616日、江別市立病院の日下勝博医師が講義を行った。

 

まず自己紹介。自治医大卒。道立羽幌病院、焼尻診療所勤務。道内の中小病院で過ごしてきた。どこも人手不足、崩壊の危機。総合診療とは?地域医療とは?その答えを探す旅であった。

 

総合診療って何?「広く浅く」では使えない。「広く深く」はありえない。「広く中程度」ではインパクトがない。

 

焼尻島での事例。人口350名。陸まで船で1時間。50歳さん。「なんとなく頭が痛い」1年前から。いろいろな病院に行った。

脳外科、婦人科、整形外科、内科に行った。

「単なる頭痛」「更年期障害」「高コレステロール血症」「胆石」

これらに7種類の薬を処方された。

 

よくある筋緊張性頭痛、鎮痛剤の飲みすぎ。カフェインの飲みすぎ。

コーヒーを我慢して、薬をできる限り減らしたら頭痛は改善した。

 

80歳男性。元気がなくて寝てばかりいる。「高血圧、糖尿病、高脂血症、認知症、不安神経症、前立腺肥大症。

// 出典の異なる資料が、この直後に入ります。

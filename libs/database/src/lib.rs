//! Record storage for flat JSON collections.
//!
//! A *collection* is an ordered list of JSON objects ([`Record`]s). Every
//! backend implements [`RecordStore`], which offers whole-collection reads and
//! writes plus the usual find / create / update / delete helpers on top.
//!
//! # Features
//!
//! - `json` (default) - [`json::JsonFileStore`], one pretty-printed JSON array per file
//! - `config` - `core_config::FromEnv` support for [`json::JsonStoreConfig`]
//!
//! [`memory::InMemoryStore`] is always available and is what tests use when
//! the file format itself is not under test.
//!
//! # Example
//!
//! ```ignore
//! use database::json::{JsonFileStore, JsonStoreConfig};
//! use database::{RecordExt, RecordStore, to_record};
//! use serde_json::json;
//!
//! let config = JsonStoreConfig::new("./db");
//! let products = JsonFileStore::open(&config, "products");
//!
//! let created = products
//!     .create(to_record(&json!({ "name": "Desk", "sku": "DESK-1" }))?)
//!     .await?;
//! let found = products.find_by_id(created.id().unwrap_or_default()).await?;
//! ```

pub mod common;
pub mod memory;
pub mod record;

#[cfg(feature = "json")]
pub mod json;

pub use common::{StoreError, StoreResult};
pub use memory::InMemoryStore;
pub use record::{
    CREATED_AT_FIELD, ID_FIELD, Record, RecordExt, RecordStore, UPDATED_AT_FIELD, from_record,
    generate_id, iso8601, to_record,
};

#[cfg(feature = "json")]
pub use json::{JsonFileStore, JsonStoreConfig};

16種類の薬が処方されていた・ほとんど内服していない。薬を最小限にした。

 

専門医は専門分野に深い知識と確かな技術。専門分野の中で考え、分野外のことに口出ししない。合成の誤謬(個々では正しくても、全体ではおかしい。)バランスよくみる医者の不在。

 

総合診療とは、患者の問題を総合的に解決すること。

 

江別について。人口12万人、酪農とレンガの町。337床。「大きな田舎」である。西の舞鶴、東の江別。

崩壊の原因。縦割り・細分化の弊害。

疾病構造の変化。

札幌との競合。

 

ある夜の救急外来。84歳女性。慢性心房細動、慢性心不全。感冒症状後、食欲なし。循環器科医は「肺炎」、呼吸器内科医は「心不全」。総合診療医「肺炎を契機に心不全が悪化した」

 

臓器を特定できない。いろいろな臓器が悪い。Commonで単純な問題。地域の要となる。→地域の中小病院。病院総合医があってもいいのではないか。

 

研修医を核としたチーム医療

受け持ち患者一覧を供覧。肺炎等、感染症が多い。

 

症例提示。59歳女性。右背部通、上腹部痛。胆嚢に胆泥あり。右下腹部に圧痛。CTで憩室あり。右足のしびれ。→転移性脊椎腫瘍。

 

最後に

地域医療の現場では

知力、胆力、哲学、体力、魅力、少々の運、が必要。

 

町立南幌病院プロジェクトを紹介。

深刻ではないが複雑。

看護婦不足。

守りから攻めの地域医療を目指す。